TAJDID.ID-Medan || Wakil Ketua Pimpinan Wilayah Muhammadiyah Sumatera Utara (PWM Sumut) Dr H Abdul Hakim Siagian SH MHum menyesalkan sepak terjang Menteri Agama Fachrul Razi yang dari awal diangkat hingga kini begitu gemar membuat kebijakan kontroversial, sehingga tidak henti-hentinya menimbulkan kegaduhan di tengah-tengah masyarakat.
Dikatakannya, baru beberapa waktu jadi menteri sudah ramai betul kebijakan-kebijakan Menag ini, mulai dari radikal-radikul, cadar, celana cingkrang, PMA Majlis Taklim dan terakhir ingin penghapusan materi jihad dan khilafah dari soal ujian dan kajian pelajaran di madrasah.
Hakim mengatakan, Menag mungkin lupa bahwa negara ini negara Pancasila, Negara demokrasi dan negara hukum. Konsekuensi negara hukum maka apapun sebelum diputuskan harusnya melibatkan masyarakat yang akan terkena dengan kajian akademis dulu.
“Itulah salah satu pembeda dengan sistem fasis atau komunis, dimana cuma negara yang menentukan segalanya,” ujarnya di Medan, Selasa (10/12/2019).

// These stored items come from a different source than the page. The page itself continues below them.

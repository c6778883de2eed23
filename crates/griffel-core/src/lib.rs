// SPDX-License-Identifier: PMPL-1.0-or-later
// Copyright (c) 2026 Jonathan D.A. Jewell (hyperpolymath) <jonathan.jewell@open.ac.uk>
//
// Griffel: Core types, configuration, and error definitions shared across all crates.

pub mod augmentation;
pub mod config;
pub mod error;
pub mod types;

pub use augmentation::Augmentation;
pub use config::ScribbleConfig;
pub use error::GriffelError;
pub use types::*;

Baca berita terkait: Tak Jadi Dihapus, Materi Jihad dan Khilafah Dipindah dari Pelajaran Fikih ke Sejarah
Tentang kurikulum di madrasah, kata Hakim, sangat wajar dilakukan evaluasi. Namun harus dipastikan bahwa itu sesuai dengan Pancasila dan acuannya berbagai regulasi yang sudah ada, karena itulah yang akan diwujudkan sebagai tujuan. Misal, bahwa tujuan pendidikan itu disamping mencerdaskan adalah meningkatkan dan keimanan dan lain-lain.
“Bila demikian harusnya jangan malu belajar dan mencontoh Muhammadiyah yang jauh lebih dulu mengelola ragam pendidikan sejak tahun 1912 silam,” jelas Hakim.

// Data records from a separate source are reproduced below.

// SPDX-License-Identifier: PMPL-1.0-or-later
// Copyright (c) 2026 Jonathan D.A. Jewell (hyperpolymath) <jonathan.jewell@open.ac.uk>
//
// Pencil scribble effect: the probability-gated entry point that pastes a
// random number of scribbles onto a copy of the input image.

use griffel_core::error::Result;
use griffel_core::{Augmentation, Image, ScribbleConfig};
use griffel_raster::multiply_image;
use rand::{Rng, RngCore};
use tracing::{debug, info, instrument, warn};

use crate::compose::ScribbleComposer;
use crate::placer::Placer;
use crate::stroke::StrokeTextureSynthesizer;

/// Applies random pencil scribbles to an image.
///
/// The effect only holds its immutable configuration, so one instance can be
/// shared freely; every call draws from the generator it is handed.
///
/// ```ignore
/// let effect = PencilScribbleEffect::new(ScribbleConfig::charcoal())?;
/// let mut rng = rand::rng();
/// let scribbled = effect.apply(&page, None, false, &mut rng)?;
/// ```
#[derive(Debug, Clone)]
pub struct PencilScribbleEffect {
    config: ScribbleConfig,
    composer: ScribbleComposer,
    placer: Placer,
}

impl PencilScribbleEffect {
    // -- Construction ---------------------------------------------------------

    /// Validate `config` and build the effect.
    pub fn new(config: ScribbleConfig) -> Result<Self> {
        config.validate()?;
        Ok(Self::from_valid(config))
    }

    /// Parse a JSON configuration and build the effect.
    pub fn from_json_str(json: &str) -> Result<Self> {
        Self::new(ScribbleConfig::from_json_str(json)?)
    }

    fn from_valid(config: ScribbleConfig) -> Self {
        let synthesizer =
            StrokeTextureSynthesizer::new(config.thickness_range, config.brightness_change);
        let composer =
            ScribbleComposer::new(config.size_range, config.stroke_count_range, synthesizer);
        Self {
            config,
            composer,
            placer: Placer::new(),
        }
    }

    // -- Accessors ------------------------------------------------------------

    pub fn config(&self) -> &ScribbleConfig {
        &self.config
    }

    pub fn composer(&self) -> &ScribbleComposer {
        &self.composer
    }

    // -- Application ----------------------------------------------------------

    /// Paste scribbles onto a copy of `image`, bypassing the probability gate.
    ///
    /// For each of `count_range` iterations a scribble is composed to fit the
    /// image, pasted at a random offset onto a white canvas of the image's
    /// shape, and that canvas is multiplied onto the working copy.
    #[instrument(
        skip_all,
        fields(width = image.width(), height = image.height(), depth = ?image.depth())
    )]
    pub fn run<R: Rng + ?Sized>(&self, image: &Image, rng: &mut R) -> Result<Image> {
        let mut working = image.clone();
        let (width, height) = working.dimensions();
        if width == 0 || height == 0 {
            warn!("Empty image; nothing to scribble on");
            return Ok(working);
        }

        let count = self.config.count_range.sample(rng);
        info!(count, "Applying pencil scribbles");

        for index in 0..count {
            let sprite = self.composer.compose(height, width, rng)?;
            let overlay = self.placer.place(&sprite, working.white_like(), rng)?;
            working = multiply_image(&overlay, &working)?;
            debug!(index, size = sprite.size(), "Scribble composited");
        }

        Ok(working)
    }
}

impl Default for PencilScribbleEffect {
    fn default() -> Self {
        Self::from_valid(ScribbleConfig::default())
    }
}

impl Augmentation for PencilScribbleEffect {
    fn probability(&self) -> f64 {
        self.config.p
    }

    /// `layer` is accepted for pipeline compatibility and not used.
    fn apply(
        &self,
        image: &Image,
        _layer: Option<&str>,
        force: bool,
        rng: &mut dyn RngCore,
    ) -> Result<Option<Image>> {
        if !force && !self.should_run(rng) {
            debug!(p = self.config.p, "Probability gate declined; image untouched");
            return Ok(None);
        }
        self.run(image, rng).map(Some)
    }
}

impl std::fmt::Display for PencilScribbleEffect {
    fn fmt(&self, f: &mut std::fmt::Formatter<'_>) -> std::fmt::Result {
        let c = &self.config;
        write!(
            f,
            "PencilScribbles(size_range={}, count_range={}, stroke_count_range={}, \
             thickness_range={}, brightness_change={}, p={})",
            c.size_range,
            c.count_range,
            c.stroke_count_range,
            c.thickness_range,
            c.brightness_change,
            c.p
        )
    }
}

#[cfg(test)]
mod tests {
    use super::*;
    use griffel_core::{ChannelDepth, GriffelError};
    use rand::SeedableRng;
    use rand_chacha::ChaCha8Rng;

    #[test]
    fn display_lists_the_configuration() {
        let effect = PencilScribbleEffect::default();
        assert_eq!(
            effect.to_string(),
            "PencilScribbles(size_range=(250, 400), count_range=(1, 10), \
             stroke_count_range=(1, 6), thickness_range=(2, 6), brightness_change=128, p=1)"
        );
    }

    #[test]
    fn invalid_config_is_rejected_at_construction() {
        let err = PencilScribbleEffect::new(ScribbleConfig::default().with_count_range(5, 1))
            .unwrap_err();
        assert!(matches!(err, GriffelError::InvalidRange { name: "count_range", .. }));
    }

    #[test]
    fn default_matches_default_config() {
        let built = PencilScribbleEffect::new(ScribbleConfig::default()).unwrap();
        let default = PencilScribbleEffect::default();
        assert_eq!(built.config(), default.config());
        assert_eq!(built.composer(), default.composer());
    }

    #[test]
    fn zero_count_returns_an_identical_copy() {
        let effect =
            PencilScribbleEffect::new(ScribbleConfig::default().with_count_range(0, 0)).unwrap();
        let image = Image::white(64, 48, ChannelDepth::Color);
        let mut rng = ChaCha8Rng::seed_from_u64(0);
        assert_eq!(effect.run(&image, &mut rng).unwrap(), image);
    }

    #[test]
    fn empty_image_is_returned_unchanged() {
        let effect = PencilScribbleEffect::default();
        let image = Image::white(0, 10, ChannelDepth::Gray);
        let mut rng = ChaCha8Rng::seed_from_u64(0);
        let out = effect.apply(&image, None, true, &mut rng).unwrap().unwrap();
        assert_eq!(out, image);
    }

    #[test]
    fn forced_run_ignores_zero_probability() {
        let config = ScribbleConfig::default()
            .with_probability(0.0)
            .with_count_range(1, 1)
            .with_size_range(40, 40);
        let effect = PencilScribbleEffect::new(config).unwrap();
        let image = Image::white(60, 60, ChannelDepth::Gray);
        let mut rng = ChaCha8Rng::seed_from_u64(10);

        assert!(effect.apply(&image, Some("ink"), false, &mut rng).unwrap().is_none());
        let forced = effect.apply(&image, Some("ink"), true, &mut rng).unwrap();
        assert!(forced.is_some());
    }

    #[test]
    fn output_never_brighter_than_input() {
        let effect = PencilScribbleEffect::new(
            ScribbleConfig::charcoal()
                .with_count_range(2, 3)
                .with_size_range(60, 90),
        )
        .unwrap();
        let mut gradient = image::RgbImage::new(120, 100);
        for (x, y, pixel) in gradient.enumerate_pixels_mut() {
            *pixel = image::Rgb([(x * 2) as u8, (y * 2) as u8, 200]);
        }
        let image = Image::Color(gradient);
        let mut rng = ChaCha8Rng::seed_from_u64(123);
        let out = effect.run(&image, &mut rng).unwrap();

        for (after, before) in out.as_raw().iter().zip(image.as_raw()) {
            assert!(after <= before);
        }
    }
}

Bahwa bila dalam fakta ada penyimpangan atau pelanggaran dengan istilah radikal, ekstrimis atau teroris atau penjahat-penjahat, baik di bisnis, lingkungan, narkobadan lain sebagainya, maka dari sekolah tersebut pantas dilakukan kajian.
Namun jangan diskriminatif hanya untuk sekolah Islam saja. Harusnya berlaku sama untuk semua sekolah, misalnya, yang gurunya atau alumni yang penjahat-penjahat, korupsi, intoleran, tidak menerapkan ajaran Pancasila seperti pelaku praktik ideologi kapitalisme, individualisme, liberalism, neolib, ateis dan komunis.
Hakim mengingatkan pemerintah jangan melakukan kebijakan diskriminatif, sebab itu pelanggaran konstitusi, HAM bahkan menginjak-injak pancasila. Dan pastinya itu rawan mengundang konflik sosial yang sekarang nampaknya kian meruncing karena ketidakadilan dan praktik ideologi yang melanggar Pancasila bebas begitu saja.
“Kembalilah ke Pancasila dan konstitusi, serta camkan dengan saksama sumpah jabatannya,” pungkasnya. (*)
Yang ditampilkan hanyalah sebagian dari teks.